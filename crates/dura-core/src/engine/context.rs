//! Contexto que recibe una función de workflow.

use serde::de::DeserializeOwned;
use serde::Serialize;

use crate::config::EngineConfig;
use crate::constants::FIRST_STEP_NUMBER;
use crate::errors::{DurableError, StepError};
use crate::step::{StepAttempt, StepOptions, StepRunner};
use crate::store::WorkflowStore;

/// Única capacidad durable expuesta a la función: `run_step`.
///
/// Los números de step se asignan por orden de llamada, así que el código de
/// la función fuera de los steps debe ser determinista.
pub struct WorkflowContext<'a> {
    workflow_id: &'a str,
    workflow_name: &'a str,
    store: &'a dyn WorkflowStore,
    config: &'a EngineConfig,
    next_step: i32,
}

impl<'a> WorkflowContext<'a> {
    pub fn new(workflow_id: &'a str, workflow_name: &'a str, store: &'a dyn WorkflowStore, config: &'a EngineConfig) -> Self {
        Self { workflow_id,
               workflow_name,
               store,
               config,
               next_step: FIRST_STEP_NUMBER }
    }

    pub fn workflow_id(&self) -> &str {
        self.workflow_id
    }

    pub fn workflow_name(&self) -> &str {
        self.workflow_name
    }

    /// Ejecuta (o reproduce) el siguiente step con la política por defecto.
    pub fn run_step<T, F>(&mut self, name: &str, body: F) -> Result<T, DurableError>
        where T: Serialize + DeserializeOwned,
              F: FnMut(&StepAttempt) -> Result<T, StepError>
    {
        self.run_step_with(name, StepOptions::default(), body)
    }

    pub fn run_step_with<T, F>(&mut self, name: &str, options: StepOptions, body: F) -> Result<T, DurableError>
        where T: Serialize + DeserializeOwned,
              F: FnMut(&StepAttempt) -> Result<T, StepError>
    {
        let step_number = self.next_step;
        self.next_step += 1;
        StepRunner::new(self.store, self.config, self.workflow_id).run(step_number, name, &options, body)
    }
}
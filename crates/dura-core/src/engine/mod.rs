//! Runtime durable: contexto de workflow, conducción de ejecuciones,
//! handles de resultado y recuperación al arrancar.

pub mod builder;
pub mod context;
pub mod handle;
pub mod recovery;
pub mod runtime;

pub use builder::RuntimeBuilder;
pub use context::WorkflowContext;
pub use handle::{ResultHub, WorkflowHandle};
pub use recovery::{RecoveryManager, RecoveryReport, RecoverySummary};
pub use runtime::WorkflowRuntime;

===============

● **Task objective**:
Looking at the records above, how many lines include "EngineConfig"? Please give the number and nothing more.

● **Exercise result**:
3